# SOP: Query performance and thread pools

**Covers:** `ThreadPool.SearchRejected` (P0), `ThreadPool.SearchQueueHigh` (P0), `Performance.SearchLatencyHigh` (P1), `Performance.LongRunningTask` (P1)

*(Frequency notes in parentheses refer to internal case statistics — tune to your catalog.)*

---

## Diagnosis decision tree

```
Query symptoms
├── HTTP 429 on search → SearchRejected (pool reject)
├── High search queue → SearchQueueHigh (backlog)
├── Latency above SLO → SearchLatencyHigh
└── Task running > ~10m → LongRunningTask

Key signals
├── GET _nodes/stats/thread_pool → search.queue / search.rejected
├── GET _tasks?detailed=true → long-running search tasks
└── SEARCHSLOW logs → slow query bodies / timings
```

> **Co‑stress vs strict causality:** Wide / high-QPS searches (e.g. `match_all` on a large index) typically **raise CPU, search queue/rejections, and GC pressure in the same window**. Describe these as **co-occurring or mutually reinforcing** under one workload — not a fixed chain like “rejected → therefore GC rose first,” unless timestamps prove ordering.  
> **CPU rubric alignment:** When **`_tasks`** / slow logs show a hot index + heavy `*search*`, state explicitly that **NodeCPU / `hot_threads` and `search` pool saturation are the same overload story** (see [sop-cpu-load.md](sop-cpu-load.md)). If CMS or the rule catalog already fires **CPU at P0** and/or **`ThreadPool.Search*` at P0** ([health-events-catalog.md](health-events-catalog.md)), keep the **headline severity** aligned — e.g. **“resource overload (CPU + search path)”** — rather than narrating only secondary signals as **P1-only**.  
> **CMS time alignment:** Add **one sentence** on whether **`NodeCPUUtilization` (or equivalent CMS window)** overlaps the period of **`search` queue / reject** pressure — including the case where **CPU mean is no longer high** but **CPU peaked in the same window** as rejects (common after the queue drains).

---

## Report narrative: search pool vs GC / CPU headlines

**Audience:** Authors of **human-written** diagnosis summaries (and agent prose). This section does **not** change CMS thresholds or rule engines; it fixes **headline ordering** and **explicit evidence gaps** when **read-path** overload is plausible. Aligns with [acceptance-criteria.md](acceptance-criteria.md) section **6.2** (read-heavy CPU + search pool) and section **6.5** (search pool vs GC-only headline). For write-path vs GC ordering, see [sop-write-performance.md](sop-write-performance.md) and acceptance-criteria section **6.4**.

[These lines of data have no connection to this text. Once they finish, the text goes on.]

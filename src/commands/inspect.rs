use std::path::Path;

use anyhow::{Context, Result};
use tracing::{info, warn};

use entity_locator::geometry::NormalizedBounds;
use entity_locator::layout::{DocumentLayout, LayoutDocument, TextLayoutProvider};

use crate::cli::InspectArgs;
use crate::util::read_json;

#[derive(Debug, Clone, PartialEq)]
pub struct LayoutSummary {
    pub pages: usize,
    pub spans: usize,
    pub lines: usize,
    pub occurrences: Option<Vec<NormalizedBounds>>,
}

pub fn run(args: InspectArgs) -> Result<()> {
    let summary = summarize(&args.layout, args.search.as_deref())?;

    info!(
        path = %args.layout.display(),
        pages = summary.pages,
        spans = summary.spans,
        lines = summary.lines,
        "layout summary"
    );

    if let (Some(needle), Some(occurrences)) =
        (args.search.as_deref(), summary.occurrences.as_ref())
    {
        if occurrences.is_empty() {
            warn!(text = %needle, "no occurrences found");
        }
        for bounds in occurrences {
            info!(
                text = %needle,
                page = bounds.page(),
                x = bounds.x(),
                y = bounds.y(),
                width = bounds.width(),
                height = bounds.height(),
                "occurrence"
            );
        }
    }

    Ok(())
}

fn summarize(path: &Path, search: Option<&str>) -> Result<LayoutSummary> {
    let document: LayoutDocument = read_json(path)?;
    let layout = DocumentLayout::from_document(document)
        .with_context(|| format!("invalid layout: {}", path.display()))?;

    for page in layout.page_numbers() {
        let dimensions = layout
            .page_dimensions(page)
            .with_context(|| format!("failed to read page {page} dimensions"))?;
        info!(page, width = dimensions.width, height = dimensions.height, "page");
    }

    let occurrences = search
        .map(|text| layout.search(text))
        .transpose()
        .context("layout search failed")?;

    Ok(LayoutSummary {
        pages: layout.page_count(),
        spans: layout.span_count(),
        lines: layout.line_count(),
        occurrences,
    })
}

### Query-bound overload: what to lead with

- When the workload is **read-heavy** (high concurrent search, terms / high-QPS patterns, **`ThreadPool.SearchRejected`** or queue stress), the **primary** storyline should be **`search` pool saturation / query concurrency exceeding pool capacity** — **not** a **GC-only** headline. **`ThreadPool.SearchRejected`** (or catalog-equivalent) should appear **first or co-equal** with resource signals.
- **Old GC + CPU spikes** often **co-occur** or form a **second wave** with concurrent search and segment merge load — they are **not** wrong as evidence, but **misleading as the sole lead** when the incident is **query-bound** and **`thread_pool.search` has not been ruled out**.
- **Production caveat:** The same CMS signals can still support a **legitimately GC-primary** or **breaker-primary** story if engine APIs show **heap / breaker / mapping** issues **without** search-pool saturation. Separate **what CMS proved** from **what still needs** `GET /_nodes/stats/thread_pool` (or `_cat/thread_pool`).

### When engine REST evidence is incomplete

If **`GET /_nodes/stats/thread_pool`** or **`_cat/thread_pool`** was **not** successfully collected (timeouts, unstable public path, firewall), but **GC / CPU** findings exist from **CMS or the rule engine**:

**Suggested wording (Chinese — adapt to facts):**

> 在引擎 API 未完整采集前：若规则引擎或监控已出现 **`ThreadPool.SearchRejected`** 或 **线程池饱和类事件**，应优先按 **「查询并发打满 `search` 池」** 排查；当前因超时/网络未能用 **`/_nodes/stats/thread_pool`** 证实 **`search.rejected` / queue**，以下 **GC / CPU** 为 **监控侧风险画像**，需在 **VPC 内或白名单稳定路径** 上补 **`thread_pool.search`**、**`/_tasks`**、**`/_nodes/hot_threads`** 后再定主次因果。

If **`ThreadPool.SearchRejected`** (or equivalent) **did not** fire in the **same window**, still add **one explicit line** that **`search` pool reject/queue remains unverified** (do not invent rejects):

> **待补证：** **`search` 池是否拒绝或排队**（读路径过载时通常为首要排查点之一），需引擎层 **`/_nodes/stats/thread_pool`** 或 **`_cat/thread_pool`**。

Self-limiting discipline for failures: [es-api-call-failures.md](es-api-call-failures.md).

### Executive summary: parallel P0 / P1 lines

- If the rule engine reports **`JVMMemory.GCTimeRatioTooHigh` (P0-class)** **and** **`ThreadPool.SearchRejected`** (exact priority depends on catalog; some snapshots emit P1), the **human-facing** summary should still **mention both** when the catalog treats search rejects as incident-class.
- Opening bullets must **not** read as **“the only P0 is Old GC”** when **search-path** rules also fired. Order: **search pool / reject / query concurrency** **first or co-equal**; GC/CPU as **co-stress, cascade, or pending confirmation** after `thread_pool` + `_tasks`.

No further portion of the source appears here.